◆ **What this task involves**
Copy the records below word for word. Stop after the line that contains "let cards = posts".

Records from a data source:

++++++

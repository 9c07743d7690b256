//! Generator module - fills the theme templates and writes output files

pub mod rss;
pub mod sitemap;

use anyhow::{anyhow, Result};
use std::collections::BTreeSet;
use std::fs;

use crate::content::Post;
use crate::helpers::{full_date, index_url, post_url, site_root};
use crate::templates::{
    IndexPage, NavPost, PostCard, PostContext, PostPage, RecentPost, SiteContext, TemplateRenderer,
};
use crate::Blog;

/// Static site generator over the built-in theme
pub struct Generator {
    blog: Blog,
    renderer: TemplateRenderer,
}

impl Generator {
    /// Create a new generator
    pub fn new(blog: &Blog) -> Result<Self> {
        Ok(Self {
            blog: blog.clone(),
            renderer: TemplateRenderer::new()?,
        })
    }

    /// Generate the blog index page
    pub fn generate_index(&self, posts: &[Post]) -> Result<()> {
        let cards = posts
            .iter()
            .map(|p| PostCard {
                title: p.title.clone(),
                href: self.page_name(&p.slug),
                date: full_date(&p.date),
                description: p.description.clone(),
                tags: p.tags.clone(),
            })
            .collect();

        let page = IndexPage {
            site: self.site_context(),
            posts: cards,
            categories: categories(posts),
        };

        let html = self.renderer.render_index(&page)?;
        let output_path = self.blog.output_dir.join(self.page_name("index"));
        fs::write(&output_path, html)
            .map_err(|e| anyhow!("Failed to write {:?}: {}", output_path, e))?;
        tracing::info!("Generated blog index: {:?}", output_path);

        Ok(())
    }

    /// Generate every individual post page
    pub fn generate_posts(&self, posts: &[Post]) -> Result<()> {
        for post in posts {
            self.generate_post(post, posts)?;
        }
        Ok(())
    }

    /// Generate a single post page
    fn generate_post(&self, post: &Post, posts: &[Post]) -> Result<()> {
        let config = &self.blog.config;

        // The current post is dropped from the slice rather than skipped
        // at render time, so a top-five post shows four recents
        let recent = posts
            .iter()
            .take(config.recent_posts)
            .filter(|p| p.slug != post.slug)
            .map(|p| RecentPost {
                title: p.title.clone(),
                href: self.page_name(&p.slug),
                date: full_date(&p.date),
            })
            .collect();

        let nav = |p: &Post| NavPost {
            title: p.title.clone(),
            href: self.page_name(&p.slug),
        };

        let page = PostPage {
            site: self.site_context(),
            post: PostContext {
                title: post.title.clone(),
                description: post.description.clone(),
                content: post.content.clone(),
                slug: post.slug.clone(),
                url: post_url(config, &post.slug),
                og_image: post
                    .image
                    .clone()
                    .unwrap_or_else(|| config.default_og_image.clone()),
                date: full_date(&post.date),
                tags: post.tags.clone(),
            },
            recent,
            categories: categories(posts),
            prev: post.prev(posts).map(nav),
            next: post.next(posts).map(nav),
        };

        let html = self.renderer.render_post(&page)?;
        let output_path = self.blog.output_dir.join(self.page_name(&post.slug));
        fs::write(&output_path, html)
            .map_err(|e| anyhow!("Failed to write {:?}: {}", output_path, e))?;
        tracing::info!("Generated blog post: {:?}", output_path);

        Ok(())
    }

    /// Generate sitemap.xml at the site root
    pub fn generate_sitemap(&self, posts: &[Post]) -> Result<()> {
        sitemap::build_sitemap(&self.blog, posts)
    }

    /// Generate rss.xml in the blog directory
    pub fn generate_rss(&self, posts: &[Post]) -> Result<()> {
        rss::build_rss(&self.blog, posts)
    }

    /// Generate robots.txt referencing the sitemap
    pub fn generate_robots(&self) -> Result<()> {
        let content = format!(
            "User-agent: *\nDisallow:\n\nSitemap: {}/sitemap.xml",
            site_root(&self.blog.config)
        );
        let output_path = self.blog.base_dir.join("robots.txt");
        fs::write(&output_path, content)
            .map_err(|e| anyhow!("Failed to write {:?}: {}", output_path, e))?;
        tracing::info!("Generated robots.txt");

        Ok(())
    }

    fn site_context(&self) -> SiteContext {
        let config = &self.blog.config;
        SiteContext {
            title: config.title.clone(),
            author: config.author.clone(),
            tagline: config.tagline.clone(),
            description: config.description.clone(),
            url: site_root(config).to_string(),
            index_url: index_url(config),
            og_image: config.default_og_image.clone(),
            profile_image: config.profile_image.clone(),
        }
    }

    /// Page filename for a slug
    fn page_name(&self, slug: &str) -> String {
        format!("{}.{}", slug, self.blog.config.page_ext)
    }
}

/// Sorted set of all tags across all posts
fn categories(posts: &[Post]) -> Vec<String> {
    posts
        .iter()
        .flat_map(|p| p.tags.iter().cloned())
        .collect::<BTreeSet<_>>()
        .into_iter()
        .collect()
}

#[cfg(test)]
mod tests {
    use super::*;
    use chrono::TimeZone;
    use indexmap::IndexMap;
    use std::path::PathBuf;

    fn make_post(slug: &str, day: u32, tags: &[&str]) -> Post {
        Post {
            slug: slug.to_string(),
            source: PathBuf::from(format!("{}.md", slug)),
            title: slug.to_string(),
            date: chrono::Local.with_ymd_and_hms(2024, 1, day, 0, 0, 0).unwrap(),
            description: format!("about {}", slug),
            tags: tags.iter().map(|t| t.to_string()).collect(),
            image: None,
            content: format!("<p>{}</p>", slug),
            raw: String::new(),
            extra: IndexMap::new(),
        }
    }

    #[test]
    fn test_categories_sorted_and_deduped() {
        let posts = vec![
            make_post("a", 1, &["rust", "blog"]),
            make_post("b", 2, &["blog", "notes"]),
        ];
        assert_eq!(categories(&posts), vec!["blog", "notes", "rust"]);
    }

    #[test]
    fn test_generate_writes_pages() {
        let tmp = tempfile::tempdir().unwrap();
        let blog = Blog::new(tmp.path()).unwrap();
        std::fs::create_dir_all(&blog.output_dir).unwrap();

        let posts = vec![
            make_post("newer", 2, &["blog"]),
            make_post("older", 1, &[]),
        ];

        let generator = Generator::new(&blog).unwrap();
        generator.generate_index(&posts).unwrap();
        generator.generate_posts(&posts).unwrap();

        let index = std::fs::read_to_string(blog.output_dir.join("index.html")).unwrap();
        assert!(index.contains("newer.html"));
        assert!(index.contains("older.html"));

        // Newest post links back to the older one, and nowhere forward
        let newer = std::fs::read_to_string(blog.output_dir.join("newer.html")).unwrap();
        assert!(newer.contains("prev-link"));
        assert!(newer.contains("older.html"));
        assert!(!newer.contains("next-link"));

        let older = std::fs::read_to_string(blog.output_dir.join("older.html")).unwrap();
        assert!(older.contains("next-link"));
        assert!(!older.contains("prev-link"));
    }

    #[test]
    fn test_generate_robots() {
        let tmp = tempfile::tempdir().unwrap();
        let blog = Blog::new(tmp.path()).unwrap();

        let generator = Generator::new(&blog).unwrap();
        generator.generate_robots().unwrap();

        let robots = std::fs::read_to_string(blog.base_dir.join("robots.txt")).unwrap();
        assert!(robots.starts_with("User-agent: *"));
        assert!(robots.contains("Sitemap: https://example.com/sitemap.xml"));
    }

    #[test]
    fn test_recent_excludes_current_post() {
        let tmp = tempfile::tempdir().unwrap();
        let blog = Blog::new(tmp.path()).unwrap();
        std::fs::create_dir_all(&blog.output_dir).unwrap();

        let posts: Vec<Post> = (1..=6)
            .rev()
            .map(|day| make_post(&format!("post-{}", day), day as u32, &[]))
            .collect();

        let generator = Generator::new(&blog).unwrap();
        generator.generate_posts(&posts).unwrap();

        // post-6 is the newest and within the top five, so its own page
        // lists the four other top-five posts
        let page = std::fs::read_to_string(blog.output_dir.join("post-6.html")).unwrap();
        assert!(!page.contains(">post-6</a>"));
        for day in 2..=5 {
            assert!(page.contains(&format!("post-{}.html", day)));
        }
        assert!(!page.contains("recent-post-link\">post-1"));
    }
}
//! Date formatting helpers

use chrono::{DateTime, TimeZone};

/// Format a date in the long form used on rendered pages (like "January 15, 2024")
pub fn full_date<Tz: TimeZone>(date: &DateTime<Tz>) -> String
where
    Tz::Offset: std::fmt::Display,
{
    date.format("%B %d, %Y").to_string()
}

/// Format a date as `YYYY-MM-DD` for sitemap lastmod values
pub fn ymd<Tz: TimeZone>(date: &DateTime<Tz>) -> String
where
    Tz::Offset: std::fmt::Display,
{
    date.format("%Y-%m-%d").to_string()
}
//! CLI entry point for mdblog

use anyhow::Result;
use clap::{Parser, Subcommand};
use std::path::PathBuf;
use tracing_subscriber::{layer::SubscriberExt, util::SubscriberInitExt};

#[derive(Parser)]
#[command(name = "mdblog")]
#[command(version)]
#[command(about = "A static blog generator for Markdown posts", long_about = None)]
struct Cli {
    /// Set the base directory (defaults to current directory)
    #[arg(short, long, global = true)]
    cwd: Option<PathBuf>,

    /// Enable debug output
    #[arg(short, long, global = true)]
    debug: bool,

    #[command(subcommand)]
    command: Commands,
}

#[derive(Subcommand)]
enum Commands {
    /// Generate the blog
    #[command(alias = "b")]
    Build,

    /// Create a new post
    New {
        /// Title of the new post
        title: String,
    },

    /// Remove generated files
    Clean,

    /// Display version information
    Version,
}

fn main() -> Result<()> {
    let cli = Cli::parse();

    // Initialize logging
    let filter = if cli.debug {
        "mdblog=debug,info"
    } else {
        "mdblog=info"
    };

    tracing_subscriber::registry()
        .with(
            tracing_subscriber::EnvFilter::try_from_default_env().unwrap_or_else(|_| filter.into()),
        )
        .with(tracing_subscriber::fmt::layer())
        .init();

    let base_dir = match cli.cwd {
        Some(dir) => dir,
        None => std::env::current_dir()?,
    };

    match cli.command {
        Commands::Build => {
            let blog = mdblog::Blog::new(&base_dir)?;
            tracing::info!("Building blog in {:?}", base_dir);
            blog.generate()?;
            println!("Blog generation complete!");
        }

        Commands::New { title } => {
            let blog = mdblog::Blog::new(&base_dir)?;
            tracing::info!("Creating new post: {}", title);
            blog.new_post(&title)?;
        }

        Commands::Clean => {
            let blog = mdblog::Blog::new(&base_dir)?;
            blog.clean()?;
            println!("Cleaned successfully!");
        }

        Commands::Version => {
            println!("mdblog version {}", env!("CARGO_PKG_VERSION"));
        }
    }

    Ok(())
}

++++++

◆ **Answer for the task**
repository 9c07743d7690b256
//! Generator module - fills the theme templates and writes output files

pub mod rss;
pub mod sitemap;

use anyhow::{anyhow, Result};
use std::collections::BTreeSet;
use std::fs;

use crate::content::Post;
use crate::helpers::{full_date, index_url, post_url, site_root};
use crate::templates::{
    IndexPage, NavPost, PostCard, PostContext, PostPage, RecentPost, SiteContext, TemplateRenderer,
};
use crate::Blog;

/// Static site generator over the built-in theme
pub struct Generator {
    blog: Blog,
    renderer: TemplateRenderer,
}

impl Generator {
    /// Create a new generator
    pub fn new(blog: &Blog) -> Result<Self> {
        Ok(Self {
            blog: blog.clone(),
            renderer: TemplateRenderer::new()?,
        })
    }

    /// Generate the blog index page
    pub fn generate_index(&self, posts: &[Post]) -> Result<()> {
        let cards = posts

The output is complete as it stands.